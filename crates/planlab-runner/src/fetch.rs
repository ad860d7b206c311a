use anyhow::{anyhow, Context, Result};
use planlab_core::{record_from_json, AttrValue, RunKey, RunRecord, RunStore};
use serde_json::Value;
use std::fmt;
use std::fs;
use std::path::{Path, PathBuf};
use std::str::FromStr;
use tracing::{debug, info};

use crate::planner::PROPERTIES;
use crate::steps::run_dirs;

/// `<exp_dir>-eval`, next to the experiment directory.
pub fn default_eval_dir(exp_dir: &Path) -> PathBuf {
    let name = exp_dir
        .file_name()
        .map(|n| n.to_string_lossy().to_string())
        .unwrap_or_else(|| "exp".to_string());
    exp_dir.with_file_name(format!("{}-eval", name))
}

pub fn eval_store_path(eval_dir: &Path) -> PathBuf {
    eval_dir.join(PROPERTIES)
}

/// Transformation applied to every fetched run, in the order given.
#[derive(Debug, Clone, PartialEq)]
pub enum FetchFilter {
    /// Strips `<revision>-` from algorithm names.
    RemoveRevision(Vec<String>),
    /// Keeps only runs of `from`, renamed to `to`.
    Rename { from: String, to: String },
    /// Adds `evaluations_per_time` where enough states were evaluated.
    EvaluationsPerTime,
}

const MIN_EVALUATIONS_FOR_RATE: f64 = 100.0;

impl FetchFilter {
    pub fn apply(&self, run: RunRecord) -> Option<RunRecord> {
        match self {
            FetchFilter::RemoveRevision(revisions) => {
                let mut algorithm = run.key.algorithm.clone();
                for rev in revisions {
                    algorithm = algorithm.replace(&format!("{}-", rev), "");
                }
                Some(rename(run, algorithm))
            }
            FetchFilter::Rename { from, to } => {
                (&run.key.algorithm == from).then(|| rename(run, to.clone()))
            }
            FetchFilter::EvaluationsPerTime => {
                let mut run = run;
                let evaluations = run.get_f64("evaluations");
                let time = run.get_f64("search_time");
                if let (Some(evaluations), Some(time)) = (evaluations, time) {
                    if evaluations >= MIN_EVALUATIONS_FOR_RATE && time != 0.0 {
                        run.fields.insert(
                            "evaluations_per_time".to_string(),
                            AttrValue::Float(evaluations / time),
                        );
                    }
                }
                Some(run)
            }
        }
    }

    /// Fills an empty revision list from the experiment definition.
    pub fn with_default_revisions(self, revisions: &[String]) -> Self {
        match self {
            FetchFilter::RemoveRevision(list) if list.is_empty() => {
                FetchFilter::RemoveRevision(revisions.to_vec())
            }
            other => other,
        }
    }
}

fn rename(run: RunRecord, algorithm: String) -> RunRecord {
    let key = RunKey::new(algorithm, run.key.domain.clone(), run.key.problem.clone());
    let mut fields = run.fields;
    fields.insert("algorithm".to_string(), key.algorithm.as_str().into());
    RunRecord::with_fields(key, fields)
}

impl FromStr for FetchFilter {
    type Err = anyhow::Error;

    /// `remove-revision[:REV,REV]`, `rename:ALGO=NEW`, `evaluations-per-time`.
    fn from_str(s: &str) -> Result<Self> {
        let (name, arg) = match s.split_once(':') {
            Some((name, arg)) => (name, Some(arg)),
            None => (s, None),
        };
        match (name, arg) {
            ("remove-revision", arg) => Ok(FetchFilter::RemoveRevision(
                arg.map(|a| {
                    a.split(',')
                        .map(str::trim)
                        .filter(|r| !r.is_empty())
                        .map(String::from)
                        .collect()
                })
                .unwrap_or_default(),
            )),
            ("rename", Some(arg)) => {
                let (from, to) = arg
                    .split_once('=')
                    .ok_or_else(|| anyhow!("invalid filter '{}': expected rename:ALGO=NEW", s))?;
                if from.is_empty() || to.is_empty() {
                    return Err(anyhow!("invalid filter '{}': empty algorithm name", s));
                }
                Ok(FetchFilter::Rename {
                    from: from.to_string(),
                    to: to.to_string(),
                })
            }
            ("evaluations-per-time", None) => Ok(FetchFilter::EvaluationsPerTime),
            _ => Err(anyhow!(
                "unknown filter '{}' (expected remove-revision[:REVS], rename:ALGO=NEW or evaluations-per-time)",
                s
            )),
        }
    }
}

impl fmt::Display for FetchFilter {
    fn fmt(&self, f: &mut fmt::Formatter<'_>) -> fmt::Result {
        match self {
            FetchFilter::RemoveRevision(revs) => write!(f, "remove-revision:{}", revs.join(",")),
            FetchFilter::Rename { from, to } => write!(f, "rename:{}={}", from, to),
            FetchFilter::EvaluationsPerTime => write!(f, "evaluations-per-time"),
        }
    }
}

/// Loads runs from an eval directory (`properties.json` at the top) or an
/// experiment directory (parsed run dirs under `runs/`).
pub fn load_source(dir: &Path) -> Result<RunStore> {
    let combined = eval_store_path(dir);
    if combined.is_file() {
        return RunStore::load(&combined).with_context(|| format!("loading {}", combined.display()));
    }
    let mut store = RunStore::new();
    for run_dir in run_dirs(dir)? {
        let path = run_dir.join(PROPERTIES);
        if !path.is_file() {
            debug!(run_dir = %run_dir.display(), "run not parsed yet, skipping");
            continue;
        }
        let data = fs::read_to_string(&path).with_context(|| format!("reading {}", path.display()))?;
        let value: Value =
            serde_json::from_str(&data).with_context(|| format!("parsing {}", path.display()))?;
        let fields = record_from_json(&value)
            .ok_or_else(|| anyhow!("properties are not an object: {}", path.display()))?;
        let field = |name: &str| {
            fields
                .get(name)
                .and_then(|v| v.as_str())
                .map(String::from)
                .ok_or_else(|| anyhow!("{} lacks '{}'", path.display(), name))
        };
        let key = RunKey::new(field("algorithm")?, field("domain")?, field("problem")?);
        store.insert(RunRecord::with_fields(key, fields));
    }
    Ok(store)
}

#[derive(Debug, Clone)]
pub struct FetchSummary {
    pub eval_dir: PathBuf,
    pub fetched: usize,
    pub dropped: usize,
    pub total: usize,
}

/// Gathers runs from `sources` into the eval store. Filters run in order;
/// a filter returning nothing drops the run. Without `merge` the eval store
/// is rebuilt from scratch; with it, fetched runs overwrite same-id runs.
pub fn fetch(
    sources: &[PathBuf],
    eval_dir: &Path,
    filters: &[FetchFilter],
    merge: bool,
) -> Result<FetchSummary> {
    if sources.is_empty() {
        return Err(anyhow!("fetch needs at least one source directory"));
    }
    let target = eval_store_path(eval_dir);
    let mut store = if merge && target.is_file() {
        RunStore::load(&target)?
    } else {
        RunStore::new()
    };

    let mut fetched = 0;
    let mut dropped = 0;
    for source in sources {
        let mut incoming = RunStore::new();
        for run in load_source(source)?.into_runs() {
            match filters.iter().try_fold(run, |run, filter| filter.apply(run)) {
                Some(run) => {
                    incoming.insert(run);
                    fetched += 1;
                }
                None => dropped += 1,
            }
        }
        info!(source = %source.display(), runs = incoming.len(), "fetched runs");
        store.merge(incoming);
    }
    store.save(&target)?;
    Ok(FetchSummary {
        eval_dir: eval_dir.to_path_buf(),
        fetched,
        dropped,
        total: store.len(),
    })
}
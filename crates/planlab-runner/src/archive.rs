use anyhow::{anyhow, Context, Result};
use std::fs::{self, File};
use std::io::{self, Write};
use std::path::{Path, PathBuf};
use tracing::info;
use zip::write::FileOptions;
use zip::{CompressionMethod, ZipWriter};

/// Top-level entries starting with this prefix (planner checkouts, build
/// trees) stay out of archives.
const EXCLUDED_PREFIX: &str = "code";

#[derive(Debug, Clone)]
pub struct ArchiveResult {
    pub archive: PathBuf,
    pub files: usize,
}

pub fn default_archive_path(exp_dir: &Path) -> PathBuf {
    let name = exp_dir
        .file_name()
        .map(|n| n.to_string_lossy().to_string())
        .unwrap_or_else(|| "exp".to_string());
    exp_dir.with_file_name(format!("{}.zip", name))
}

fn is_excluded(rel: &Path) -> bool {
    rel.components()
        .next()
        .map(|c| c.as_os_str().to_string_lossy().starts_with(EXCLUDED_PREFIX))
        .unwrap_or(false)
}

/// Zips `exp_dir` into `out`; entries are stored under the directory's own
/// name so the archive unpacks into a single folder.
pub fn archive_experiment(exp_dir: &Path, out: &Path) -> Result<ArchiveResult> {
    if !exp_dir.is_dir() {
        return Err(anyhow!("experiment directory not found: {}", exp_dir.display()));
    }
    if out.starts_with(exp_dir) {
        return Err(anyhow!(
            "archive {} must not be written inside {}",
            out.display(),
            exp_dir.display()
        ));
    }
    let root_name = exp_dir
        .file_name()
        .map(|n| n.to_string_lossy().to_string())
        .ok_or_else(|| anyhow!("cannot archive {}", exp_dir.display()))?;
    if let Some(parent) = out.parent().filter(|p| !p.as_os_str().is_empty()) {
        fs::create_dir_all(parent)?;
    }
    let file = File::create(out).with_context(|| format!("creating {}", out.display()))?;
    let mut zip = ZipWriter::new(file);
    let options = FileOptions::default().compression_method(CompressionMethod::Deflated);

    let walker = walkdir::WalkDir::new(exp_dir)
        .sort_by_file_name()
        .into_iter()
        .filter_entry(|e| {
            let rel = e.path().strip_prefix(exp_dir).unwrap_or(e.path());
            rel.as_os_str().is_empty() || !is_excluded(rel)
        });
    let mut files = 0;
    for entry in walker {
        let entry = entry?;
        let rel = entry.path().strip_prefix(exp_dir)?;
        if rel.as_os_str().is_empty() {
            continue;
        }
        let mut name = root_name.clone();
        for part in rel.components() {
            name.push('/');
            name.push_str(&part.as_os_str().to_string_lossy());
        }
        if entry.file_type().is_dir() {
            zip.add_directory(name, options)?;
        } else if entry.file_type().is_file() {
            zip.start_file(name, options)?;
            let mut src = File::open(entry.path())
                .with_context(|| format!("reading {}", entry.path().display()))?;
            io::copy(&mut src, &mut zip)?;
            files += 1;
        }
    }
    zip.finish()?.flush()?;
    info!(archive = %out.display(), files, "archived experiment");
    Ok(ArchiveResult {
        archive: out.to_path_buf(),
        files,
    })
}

• _TASK REQUIREMENTS_
Stopping at the line containing "pub enum FetchFilter", please repeat exactly every line from the very start of the entries, that line included, and nothing more.

• _EXPECTED OUTPUT_
filename crates/planlab-runner/src/fetch.rs
repository ad860d7b206c311a
use anyhow::{anyhow, Context, Result};
use planlab_core::{record_from_json, AttrValue, RunKey, RunRecord, RunStore};
use serde_json::Value;
use std::fmt;
use std::fs;
use std::path::{Path, PathBuf};
use std::str::FromStr;
use tracing::{debug, info};

use crate::planner::PROPERTIES;
use crate::steps::run_dirs;

/// `<exp_dir>-eval`, next to the experiment directory.
pub fn default_eval_dir(exp_dir: &Path) -> PathBuf {
    let name = exp_dir
        .file_name()
        .map(|n| n.to_string_lossy().to_string())
        .unwrap_or_else(|| "exp".to_string());
    exp_dir.with_file_name(format!("{}-eval", name))
}

pub fn eval_store_path(eval_dir: &Path) -> PathBuf {
    eval_dir.join(PROPERTIES)
}

/// Transformation applied to every fetched run, in the order given.
#[derive(Debug, Clone, PartialEq)]
pub enum FetchFilter {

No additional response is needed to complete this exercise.